→ **Assignment**:
What lines below hold the string "true"? Copy them all.

Start of Record set

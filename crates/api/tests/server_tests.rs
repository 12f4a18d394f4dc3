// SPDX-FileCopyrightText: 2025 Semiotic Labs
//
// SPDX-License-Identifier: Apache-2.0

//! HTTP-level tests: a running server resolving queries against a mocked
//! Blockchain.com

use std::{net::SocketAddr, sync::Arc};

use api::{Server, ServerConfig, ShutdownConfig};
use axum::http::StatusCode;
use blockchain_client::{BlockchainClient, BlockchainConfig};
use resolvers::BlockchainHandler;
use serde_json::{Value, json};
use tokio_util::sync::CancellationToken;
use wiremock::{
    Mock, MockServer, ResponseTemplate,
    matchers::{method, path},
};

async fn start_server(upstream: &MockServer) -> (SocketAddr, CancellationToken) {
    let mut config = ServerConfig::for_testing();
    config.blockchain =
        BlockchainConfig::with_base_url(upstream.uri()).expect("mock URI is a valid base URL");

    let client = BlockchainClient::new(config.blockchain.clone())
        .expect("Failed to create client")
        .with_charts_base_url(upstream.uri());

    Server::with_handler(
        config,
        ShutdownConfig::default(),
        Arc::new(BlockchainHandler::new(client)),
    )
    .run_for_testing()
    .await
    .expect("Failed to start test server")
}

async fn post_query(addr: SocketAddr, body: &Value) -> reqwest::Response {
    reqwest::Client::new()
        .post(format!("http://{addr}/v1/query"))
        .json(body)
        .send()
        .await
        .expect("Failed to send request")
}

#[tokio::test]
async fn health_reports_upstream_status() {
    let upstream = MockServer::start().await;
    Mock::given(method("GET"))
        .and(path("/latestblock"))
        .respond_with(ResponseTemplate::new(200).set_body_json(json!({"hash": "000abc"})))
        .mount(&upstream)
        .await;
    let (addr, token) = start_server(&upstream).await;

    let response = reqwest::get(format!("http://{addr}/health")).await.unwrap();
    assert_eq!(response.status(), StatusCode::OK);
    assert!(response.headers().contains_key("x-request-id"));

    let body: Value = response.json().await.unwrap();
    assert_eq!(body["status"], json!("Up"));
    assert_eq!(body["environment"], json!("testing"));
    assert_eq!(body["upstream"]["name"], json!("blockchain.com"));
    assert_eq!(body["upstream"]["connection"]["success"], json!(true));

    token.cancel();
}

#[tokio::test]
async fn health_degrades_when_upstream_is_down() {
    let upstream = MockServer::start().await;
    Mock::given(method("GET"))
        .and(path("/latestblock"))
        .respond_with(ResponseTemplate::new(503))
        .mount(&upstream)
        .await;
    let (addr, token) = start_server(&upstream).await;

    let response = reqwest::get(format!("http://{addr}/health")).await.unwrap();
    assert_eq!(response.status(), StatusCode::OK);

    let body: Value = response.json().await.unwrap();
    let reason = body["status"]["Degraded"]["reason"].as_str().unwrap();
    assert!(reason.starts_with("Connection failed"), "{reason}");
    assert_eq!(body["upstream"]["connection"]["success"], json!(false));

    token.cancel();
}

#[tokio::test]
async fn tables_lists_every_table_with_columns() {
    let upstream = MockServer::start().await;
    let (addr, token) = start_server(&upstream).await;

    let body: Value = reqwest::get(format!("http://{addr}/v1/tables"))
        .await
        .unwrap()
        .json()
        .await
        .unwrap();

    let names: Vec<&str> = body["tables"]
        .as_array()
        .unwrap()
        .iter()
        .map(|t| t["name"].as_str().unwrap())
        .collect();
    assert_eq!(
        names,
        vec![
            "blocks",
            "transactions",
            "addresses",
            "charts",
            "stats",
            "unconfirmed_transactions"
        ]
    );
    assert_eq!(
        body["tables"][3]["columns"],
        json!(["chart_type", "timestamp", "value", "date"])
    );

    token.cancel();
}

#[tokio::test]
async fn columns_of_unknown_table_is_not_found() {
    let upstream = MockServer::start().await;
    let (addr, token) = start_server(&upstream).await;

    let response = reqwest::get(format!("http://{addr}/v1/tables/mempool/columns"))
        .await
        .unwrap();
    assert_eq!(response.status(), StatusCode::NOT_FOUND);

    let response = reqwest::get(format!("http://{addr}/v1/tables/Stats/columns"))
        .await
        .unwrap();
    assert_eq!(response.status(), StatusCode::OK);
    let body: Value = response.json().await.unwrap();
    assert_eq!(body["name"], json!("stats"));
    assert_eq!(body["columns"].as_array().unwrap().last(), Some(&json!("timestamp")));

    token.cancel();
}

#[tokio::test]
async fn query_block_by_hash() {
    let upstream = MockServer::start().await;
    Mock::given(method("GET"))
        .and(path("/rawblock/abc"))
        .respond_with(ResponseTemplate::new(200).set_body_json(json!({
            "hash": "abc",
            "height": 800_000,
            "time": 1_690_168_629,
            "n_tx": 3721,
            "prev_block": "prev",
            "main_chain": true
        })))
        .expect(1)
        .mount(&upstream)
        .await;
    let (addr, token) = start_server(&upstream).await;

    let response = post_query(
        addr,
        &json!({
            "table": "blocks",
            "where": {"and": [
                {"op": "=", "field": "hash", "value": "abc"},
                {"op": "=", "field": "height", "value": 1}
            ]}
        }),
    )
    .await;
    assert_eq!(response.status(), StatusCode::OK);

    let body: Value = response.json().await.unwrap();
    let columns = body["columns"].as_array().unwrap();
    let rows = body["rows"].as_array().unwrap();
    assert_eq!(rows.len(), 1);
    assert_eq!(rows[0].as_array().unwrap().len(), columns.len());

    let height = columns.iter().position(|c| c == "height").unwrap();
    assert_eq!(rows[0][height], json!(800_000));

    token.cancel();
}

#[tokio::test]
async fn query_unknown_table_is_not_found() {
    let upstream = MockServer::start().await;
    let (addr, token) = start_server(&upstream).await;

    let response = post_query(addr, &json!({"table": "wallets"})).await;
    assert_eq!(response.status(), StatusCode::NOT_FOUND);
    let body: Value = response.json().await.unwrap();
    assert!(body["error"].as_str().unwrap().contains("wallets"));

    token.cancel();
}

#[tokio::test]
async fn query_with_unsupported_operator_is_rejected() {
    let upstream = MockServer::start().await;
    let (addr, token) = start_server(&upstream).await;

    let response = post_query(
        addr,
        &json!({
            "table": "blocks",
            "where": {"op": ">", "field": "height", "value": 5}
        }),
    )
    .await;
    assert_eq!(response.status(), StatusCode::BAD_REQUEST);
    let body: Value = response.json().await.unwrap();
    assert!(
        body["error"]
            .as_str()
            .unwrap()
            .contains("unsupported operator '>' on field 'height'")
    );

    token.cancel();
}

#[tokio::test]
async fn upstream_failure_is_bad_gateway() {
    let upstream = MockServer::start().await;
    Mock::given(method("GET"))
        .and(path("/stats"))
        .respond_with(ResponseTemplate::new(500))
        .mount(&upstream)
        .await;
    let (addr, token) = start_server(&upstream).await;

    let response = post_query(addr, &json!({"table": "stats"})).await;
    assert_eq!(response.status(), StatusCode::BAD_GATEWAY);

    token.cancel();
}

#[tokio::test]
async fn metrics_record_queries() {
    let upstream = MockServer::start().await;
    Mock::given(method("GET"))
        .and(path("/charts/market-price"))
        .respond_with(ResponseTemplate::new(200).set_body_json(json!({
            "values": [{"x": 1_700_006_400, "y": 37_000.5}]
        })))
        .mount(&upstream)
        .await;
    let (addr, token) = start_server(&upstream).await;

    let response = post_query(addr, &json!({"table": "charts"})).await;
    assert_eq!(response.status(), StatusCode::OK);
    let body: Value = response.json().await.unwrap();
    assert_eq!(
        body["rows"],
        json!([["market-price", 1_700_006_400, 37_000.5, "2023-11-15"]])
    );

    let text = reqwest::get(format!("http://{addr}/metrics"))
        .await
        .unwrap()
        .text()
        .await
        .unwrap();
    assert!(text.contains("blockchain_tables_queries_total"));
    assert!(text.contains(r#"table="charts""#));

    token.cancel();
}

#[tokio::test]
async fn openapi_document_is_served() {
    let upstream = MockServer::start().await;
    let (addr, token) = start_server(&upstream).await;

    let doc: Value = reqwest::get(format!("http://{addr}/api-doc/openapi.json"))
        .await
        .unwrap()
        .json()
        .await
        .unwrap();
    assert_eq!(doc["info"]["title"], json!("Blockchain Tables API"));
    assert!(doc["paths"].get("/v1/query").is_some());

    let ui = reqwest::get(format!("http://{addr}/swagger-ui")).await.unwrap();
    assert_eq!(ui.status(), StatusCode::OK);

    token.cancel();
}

End of Record set
Start of Record set

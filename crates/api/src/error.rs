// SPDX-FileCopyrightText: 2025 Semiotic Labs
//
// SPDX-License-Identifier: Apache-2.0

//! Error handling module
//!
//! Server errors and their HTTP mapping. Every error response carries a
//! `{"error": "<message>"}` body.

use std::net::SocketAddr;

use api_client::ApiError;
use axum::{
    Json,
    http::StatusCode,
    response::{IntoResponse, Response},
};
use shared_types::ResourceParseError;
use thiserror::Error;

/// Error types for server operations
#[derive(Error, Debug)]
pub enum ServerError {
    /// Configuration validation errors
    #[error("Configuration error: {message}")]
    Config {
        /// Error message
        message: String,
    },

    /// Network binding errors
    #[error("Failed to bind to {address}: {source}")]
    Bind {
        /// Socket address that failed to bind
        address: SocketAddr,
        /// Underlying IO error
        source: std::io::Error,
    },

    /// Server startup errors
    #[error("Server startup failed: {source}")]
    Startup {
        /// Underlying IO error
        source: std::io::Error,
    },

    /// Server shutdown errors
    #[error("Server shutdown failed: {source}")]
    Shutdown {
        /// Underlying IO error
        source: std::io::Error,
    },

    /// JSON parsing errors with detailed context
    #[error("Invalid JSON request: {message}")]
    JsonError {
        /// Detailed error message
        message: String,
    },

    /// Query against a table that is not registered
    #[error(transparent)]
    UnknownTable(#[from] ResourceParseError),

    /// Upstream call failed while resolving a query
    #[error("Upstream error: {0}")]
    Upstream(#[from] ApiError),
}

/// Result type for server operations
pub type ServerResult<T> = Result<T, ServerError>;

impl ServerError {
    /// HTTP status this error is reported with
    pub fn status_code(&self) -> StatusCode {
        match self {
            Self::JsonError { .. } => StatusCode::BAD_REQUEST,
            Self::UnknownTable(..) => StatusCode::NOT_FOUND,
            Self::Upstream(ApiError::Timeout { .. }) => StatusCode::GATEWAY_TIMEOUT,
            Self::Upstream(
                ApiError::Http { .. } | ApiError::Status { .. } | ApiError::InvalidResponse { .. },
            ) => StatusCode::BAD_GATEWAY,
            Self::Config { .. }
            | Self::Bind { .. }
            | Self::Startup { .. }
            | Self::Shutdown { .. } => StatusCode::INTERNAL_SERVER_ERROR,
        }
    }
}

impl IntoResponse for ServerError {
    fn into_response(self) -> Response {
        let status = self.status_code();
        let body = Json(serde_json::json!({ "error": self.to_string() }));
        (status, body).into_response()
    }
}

End of Record set

→ **Exercise solution**:
    assert_eq!(body["upstream"]["connection"]["success"], json!(true));
            "main_chain": true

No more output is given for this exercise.